MEDICAL CLAIMS PROCESSING

Oasis Claim Management Solutions: Accounts receivable management

Many medical billing service providers and internal medical billing staff focus on getting the charges sent to the carriers and posting payments.  While these two tasks are paramount to getting paid on a timely basis and updates patient accounts it only represents 30-40% of the effort when providing full-cycle medical billing services.

The least favorite and most neglected part of medical billing is Accounts Receivable management.  Most carriers who accept X12 837 ANSI transactions (electronic billing) will reject claims that have omitted or invalid information or when there are provider enrollment issues at the carrier.  Our medical billing teams review rejected claims 1 to 2 business days after claim submission to ensure these are resolved on a timely basis.

We also analyze and perform variable statistics on dozens of ANSI denial reason and EOB remark codes.  These codes are provided by carriers which help us identify claim denial trends by practice, provider and insurance company to assess pervasive denial patterns. Oddly enough, approximately 30% of our medical billing denials are related to patient eligibility.  These types of medical billing denials could have been avoided if the medical practice personnel would verify patient eligibility prior to or during the patient visit.

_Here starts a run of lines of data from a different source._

use std::collections::HashMap;

use trust_dns_resolver::error::{ResolveError, ResolveErrorKind};
use trust_dns_resolver::proto::op::ResponseCode;

use super::client::{self, LookupRecords};
use super::{DnsError, DnsErrorKind, RecordType, fetch};

struct StubResolver {
    records: HashMap<(String, RecordType), Result<Vec<String>, DnsErrorKind>>,
}

impl StubResolver {
    fn new() -> Self {
        Self {
            records: HashMap::new(),
        }
    }

    fn insert<I, S>(&mut self, name: &str, rtype: RecordType, values: I)
    where
        I: IntoIterator<Item = S>,
        S: Into<String>,
    {
        let values = values.into_iter().map(Into::into).collect();
        self.records
            .insert((normalize_name(name), rtype), Ok(values));
    }

    fn fail(&mut self, name: &str, rtype: RecordType, kind: DnsErrorKind) {
        self.records.insert((normalize_name(name), rtype), Err(kind));
    }
}

impl LookupRecords for StubResolver {
    fn lookup_records(&self, name: &str, rtype: RecordType) -> Result<Vec<String>, DnsError> {
        match self.records.get(&(normalize_name(name), rtype)) {
            Some(Ok(values)) => Ok(values.clone()),
            Some(Err(kind)) => Err(error_for(*kind)),
            None => Err(DnsError::NoAnswer),
        }
    }
}

fn normalize_name(name: &str) -> String {
    name.trim().trim_end_matches('.').to_ascii_lowercase()
}

fn error_for(kind: DnsErrorKind) -> DnsError {
    match kind {
        DnsErrorKind::NoAnswer => DnsError::NoAnswer,
        DnsErrorKind::Nxdomain => DnsError::Nxdomain,
        DnsErrorKind::NoNameservers => DnsError::NoNameservers,
        DnsErrorKind::Timeout => DnsError::Timeout,
        DnsErrorKind::Other => DnsError::EmptyDomain,
    }
}

#[test]
fn normalize_domain_rejects_empty() {
    let err = super::normalize_domain("  ").expect_err("blank domain should fail");
    assert!(matches!(err, DnsError::EmptyDomain));
}

#[test]
fn normalize_domain_applies_idna() {
    let ascii = super::normalize_domain("münchen.de").expect("conversion succeeds");
    assert_eq!(ascii, "xn--mnchen-3ya.de");
}

#[test]
fn empty_answer_is_no_answer_never_empty_ok() {
    let err = client::ensure_answers(Vec::new()).expect_err("empty answers must error");
    assert!(matches!(err, DnsError::NoAnswer));

    let values = client::ensure_answers(vec!["192.0.2.1".to_string()]).expect("kept as-is");
    assert_eq!(values, vec!["192.0.2.1".to_string()]);
}

#[test]
fn negative_responses_map_to_distinct_kinds() {
    assert!(matches!(
        client::classify_negative(ResponseCode::NXDomain),
        DnsError::Nxdomain
    ));
    assert!(matches!(
        client::classify_negative(ResponseCode::NoError),
        DnsError::NoAnswer
    ));
    assert!(matches!(
        client::classify_negative(ResponseCode::ServFail),
        DnsError::NoNameservers
    ));
    assert!(matches!(
        client::classify_negative(ResponseCode::Refused),
        DnsError::NoNameservers
    ));
}

#[test]
fn resolve_timeout_maps_to_timeout() {
    let err = ResolveError::from(ResolveErrorKind::Timeout);
    let mapped = client::map_resolve_error("example.com", err);
    assert!(matches!(mapped, DnsError::Timeout));
    assert_eq!(mapped.kind(), DnsErrorKind::Timeout);
}

#[test]
fn unclassified_resolve_errors_are_surfaced() {
    let err = ResolveError::from("connection reset by peer");
    let mapped = client::map_resolve_error("example.com", err);
    match mapped {
        DnsError::Lookup { ref name, .. } => assert_eq!(name, "example.com"),
        other => panic!("expected lookup error, got {other:?}"),
    }
    assert_eq!(mapped.kind(), DnsErrorKind::Other);
}

#[test]
fn fqdn_joins_label_and_domain() {
    assert_eq!(
        fetch::fqdn("autodiscover", "example.com"),
        "autodiscover.example.com"
    );
    assert_eq!(
        fetch::fqdn("Selector1._DOMAINKEY.", "example.com"),
        "selector1._domainkey.example.com"
    );
    assert_eq!(fetch::fqdn("  ", "example.com"), "example.com");
}

#[test]
fn subdomain_cname_queries_prefixed_name() {
    let mut stub = StubResolver::new();
    stub.insert(
        "autodiscover.example.com",
        RecordType::Cname,
        ["autodiscover.outlook.com."],
    );

    let values =
        fetch::subdomain_cname(&stub, "autodiscover", "example.com").expect("lookup succeeds");
    assert_eq!(values, vec!["autodiscover.outlook.com.".to_string()]);
}

#[test]
fn first_txt_containing_picks_first_match() {
    let mut stub = StubResolver::new();
    stub.insert(
        "example.com",
        RecordType::Txt,
        [
            "google-site-verification=abc",
            "v=spf1 include:spf.protection.outlook.com -all",
            "v=spf1 include:spf.protection.outlook.com ~all",
        ],
    );

    let found = fetch::first_txt_containing(&stub, "example.com", "spf.protection.outlook.com");
    assert_eq!(
        found.as_deref(),
        Some("v=spf1 include:spf.protection.outlook.com -all")
    );
}

#[test]
fn first_txt_containing_is_case_sensitive() {
    let mut stub = StubResolver::new();
    stub.insert("example.com", RecordType::Txt, ["V=SPF1 ~all"]);

    assert!(fetch::first_txt_containing(&stub, "example.com", "v=spf1").is_none());
}

#[test]
fn first_txt_containing_collapses_errors_to_none() {
    let mut stub = StubResolver::new();
    stub.fail("example.com", RecordType::Txt, DnsErrorKind::Timeout);

    assert!(fetch::first_txt_containing(&stub, "example.com", "spf").is_none());
}

#[test]
fn record_type_parses_names() {
    assert_eq!(RecordType::from_name("mx"), Some(RecordType::Mx));
    assert_eq!(RecordType::from_name(" AAAA "), Some(RecordType::Aaaa));
    assert_eq!(RecordType::from_name("soa"), None);
}

#[test]
fn default_panel_matches_fixed_servers() {
    let panel = super::ResolverPanel::default();
    assert_eq!(panel.names(), vec!["Google", "Cloudflare", "Quad9"]);
    assert_eq!(
        panel.find("cloudflare").map(|e| e.address.to_string()),
        Some("1.1.1.1".to_string())
    );
    assert!(panel.find("OpenDNS").is_none());
}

The other types of medical billing denial reasons we encounter are related to the following groupings:
 

  • Coding errors

  • Coding errors specifically related to bundling

  • Claim requires additional information or documents to prove medical necessity

  • Preauthorization not on file with carrier

  • Medical necessity

  • If the medical biller is not familiar with a medical specialty then a claim can be billed not in accordance with carrier specific guidelines

The last bucket of Accounts Receivable inventory that need active follow-up are claims that are past due.  These are claims that were or appear to have been successfully transmitted to the carrier but there has been no response for a period of time. Medical billing relies on a few organizations to cooperate to ensure claims are received by the carriers.  For example, all medical billing applications rely on an organization called a clearinghouse who ultimately is responsible to complete the medical billing claims transmission to the carriers.  From time to time there are communication errors where the claim didn’t arrive at the carrier.

Every medical practice should take the time to understand what your internal or external medical biller is doing to ensure claims are getting submitted timely and steps taken to follow-up on unpaid claims.